With the new year come new beginnings. Here is the first in our series of regular updates on new product capabilities. The periodic update will focus on the new capabilities added during each release.
Introduction to Appaegis IAC
Since this is our first of many updates, here is a recap of our product. Appaegis IAC is a cloud-based solution for secure access to applications and data using Zero Trust principles. Security teams benefit from
Data specific policy enforcement controls to provide data loss prevention
Continuous user activity reporting
Ability to audit user access to a broad set of applications including Web, SSH, RDP and Kubernetes.
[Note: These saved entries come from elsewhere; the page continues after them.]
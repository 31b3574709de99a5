//! Concrete schemas for the production and auth forms.

use crate::models::production::Genre;

use super::rules::{Check, FieldRule, FieldSchema, FormSchema};

/// Ceiling for production budgets, in dollars.
pub const MAX_BUDGET: f64 = 500_000_000.0;

/// Image URLs must use http(s) and end in an image-file suffix.
pub const IMAGE_PATTERN: &str = r"^https?://.*\.(?:png|jpeg|jpg)$";

/// Passwords are restricted to latin letters and digits.
pub const PASSWORD_PATTERN: &str = "^[a-zA-Z0-9]+$";

/// Schema for the production create/edit form.
///
/// Description stays free text. The image URL is shape-checked but not
/// required, so a record without artwork still validates as long as the
/// field is left out entirely.
pub fn production_schema() -> FormSchema {
    FormSchema {
        name: "production",
        fields: vec![
            field(
                "title",
                vec![
                    rule(Check::Required, "Title is required"),
                    rule(Check::MinLength(2), "Titles must be at least 2 chars"),
                    rule(Check::MaxLength(50), "Titles must be max 50 chars"),
                ],
            ),
            field(
                "genre",
                vec![
                    rule(Check::Required, "Genre is required"),
                    rule(
                        Check::OneOf(Genre::ALL),
                        "genre must be one of the following values: Drama, Musical, Opera",
                    ),
                ],
            ),
            field(
                "budget",
                vec![
                    rule(Check::Required, "Budget is required"),
                    rule(Check::Positive, "Budget has to be a positive number"),
                    rule(
                        Check::MaxValue(MAX_BUDGET),
                        "Budget cannot be higher than 500000000",
                    ),
                ],
            ),
            field(
                "image",
                vec![rule(
                    Check::Pattern(IMAGE_PATTERN),
                    "Images must be in the valid format (jpg, jpeg, png)",
                )],
            ),
            field(
                "director",
                vec![
                    rule(Check::Required, "Director is required"),
                    rule(Check::MinLength(2), "Directors must be at least 2 chars"),
                ],
            ),
        ],
    }
}

/// Schema for the registration form.
pub fn signup_schema() -> FormSchema {
    FormSchema {
        name: "signup",
        fields: vec![
            field(
                "username",
                vec![
                    rule(Check::Required, "Username is required"),
                    rule(
                        Check::MinLength(2),
                        "Usernames must be at least 2 chars long",
                    ),
                    rule(Check::MaxLength(20), "Usernames must be max 20 chars"),
                ],
            ),
            email_field(),
            password_field(),
        ],
    }
}

/// Schema for the login form. Same email and password rules as signup.
pub fn login_schema() -> FormSchema {
    FormSchema {
        name: "login",
        fields: vec![email_field(), password_field()],
    }
}

// ---- private helpers ----

fn rule(check: Check, message: &'static str) -> FieldRule {
    FieldRule { check, message }
}

fn field(field: &'static str, rules: Vec<FieldRule>) -> FieldSchema {
    FieldSchema { field, rules }
}

fn email_field() -> FieldSchema {
    field(
        "email",
        vec![
            rule(Check::Required, "Email is required"),
            rule(Check::Email, "email must be a valid email"),
        ],
    )
}

fn password_field() -> FieldSchema {
    field(
        "password",
        vec![
            rule(Check::Required, "Password is required"),
            rule(
                Check::MinLength(8),
                "Passwords must be at least 8 chars long",
            ),
            rule(
                Check::Pattern(PASSWORD_PATTERN),
                "Passwords can only contain latin numbers and letters",
            ),
        ],
    )
}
Appaegis follows an agile development and continuous deployment methodology. So here is a recap of the features released over the since December 2021 along with a sampling of screenshots to illustrate the capabilities.
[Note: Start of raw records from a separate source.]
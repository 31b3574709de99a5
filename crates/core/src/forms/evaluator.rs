//! Schema evaluator -- pure logic, no I/O.

use regex::Regex;
use serde_json::Value;
use validator::ValidateEmail;

use super::rules::{Check, FieldError, FieldSchema, FormSchema, ValidationReport};

/// Validate a data record against a schema.
///
/// Deterministic: identical inputs always yield identical reports.
pub fn validate(schema: &FormSchema, data: &serde_json::Map<String, Value>) -> ValidationReport {
    let mut errors = Vec::new();

    for field in &schema.fields {
        if let Some(error) = validate_field(field, data.get(field.field)) {
            errors.push(error);
        }
    }

    ValidationReport {
        is_valid: errors.is_empty(),
        errors,
    }
}

/// Serialize a draft to a JSON object and validate it.
///
/// Drafts that do not serialize to an object validate as empty records.
pub fn validate_draft<T: serde::Serialize>(schema: &FormSchema, draft: &T) -> ValidationReport {
    let data = match serde_json::to_value(draft) {
        Ok(Value::Object(map)) => map,
        _ => serde_json::Map::new(),
    };
    validate(schema, &data)
}

fn validate_field(field: &FieldSchema, value: Option<&Value>) -> Option<FieldError> {
    for rule in &field.rules {
        if violated(&rule.check, value) {
            return Some(FieldError {
                field: field.field.to_string(),
                message: rule.message.to_string(),
            });
        }
    }
    None
}

// ---- individual checks ----

fn violated(check: &Check, value: Option<&Value>) -> bool {
    match check {
        Check::Required => is_missing(value),
        Check::MinLength(min) => match as_str(value) {
            Some(s) => s.chars().count() < *min,
            None => false,
        },
        Check::MaxLength(max) => match as_str(value) {
            Some(s) => s.chars().count() > *max,
            None => false,
        },
        Check::Positive => match as_number(value) {
            Some(n) => n <= 0.0,
            None => false,
        },
        Check::MaxValue(max) => match as_number(value) {
            Some(n) => n > *max,
            None => false,
        },
        Check::OneOf(allowed) => match as_str(value) {
            Some(s) => !allowed.contains(&s),
            None => false,
        },
        Check::Pattern(pattern) => match as_str(value) {
            Some(s) => match Regex::new(pattern) {
                Ok(re) => !re.is_match(s),
                Err(_) => false, // Invalid pattern never fires
            },
            None => false,
        },
        Check::Email => match as_str(value) {
            Some(s) => !s.validate_email(),
            None => false,
        },
    }
}

/// Absent, null, and empty-string values all count as missing.
fn is_missing(value: Option<&Value>) -> bool {
    match value {
        None | Some(Value::Null) => true,
        Some(Value::String(s)) => s.is_empty(),
        _ => false,
    }
}

fn as_str(value: Option<&Value>) -> Option<&str> {
    value.and_then(|v| v.as_str())
}

fn as_number(value: Option<&Value>) -> Option<f64> {
    value.and_then(|v| v.as_f64())
}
The most recent features can be classified into the following categories:
Appaegis records SSH and RDP sessions and stores the recordings in secure storage. Recordings can be viewed at any time by authorized administrators. Recording of sessions are enabled on-demand and per application. Session recordings can be helpful for:
User access audit
Sensitive data inspection:
Appaegis provides a solution for data inspection and sensitive data access detection.
Web: Always on SSL/TLS decryption provides continuous visibility of sensitive data access
SSH: SSH inspection applies deep file inspection of upload and download transfers
RDP: RDP inspection applies deep file inspection of upload and download transfers
Azure and HCP Key vault integrations: Integration with key vaults allows strict enforcement of access control for groups using SSH to access critical platforms and applications. Those teams can consist of developers, network operations or partners and contractors that need remote access. Appaegis’ integration with multiple key management systems ensures that we can work with any customer environment.
Detailed user activity logging:
Appaegis provides detailed user activity down to the click and command level when a user access an application. Our continuous monitoring and logging provides real-time visibility, the keystone for security.
Kubernetes activity logging: Administrative commands executed on a Kubernetes cluster can be logged for visibility and analysis.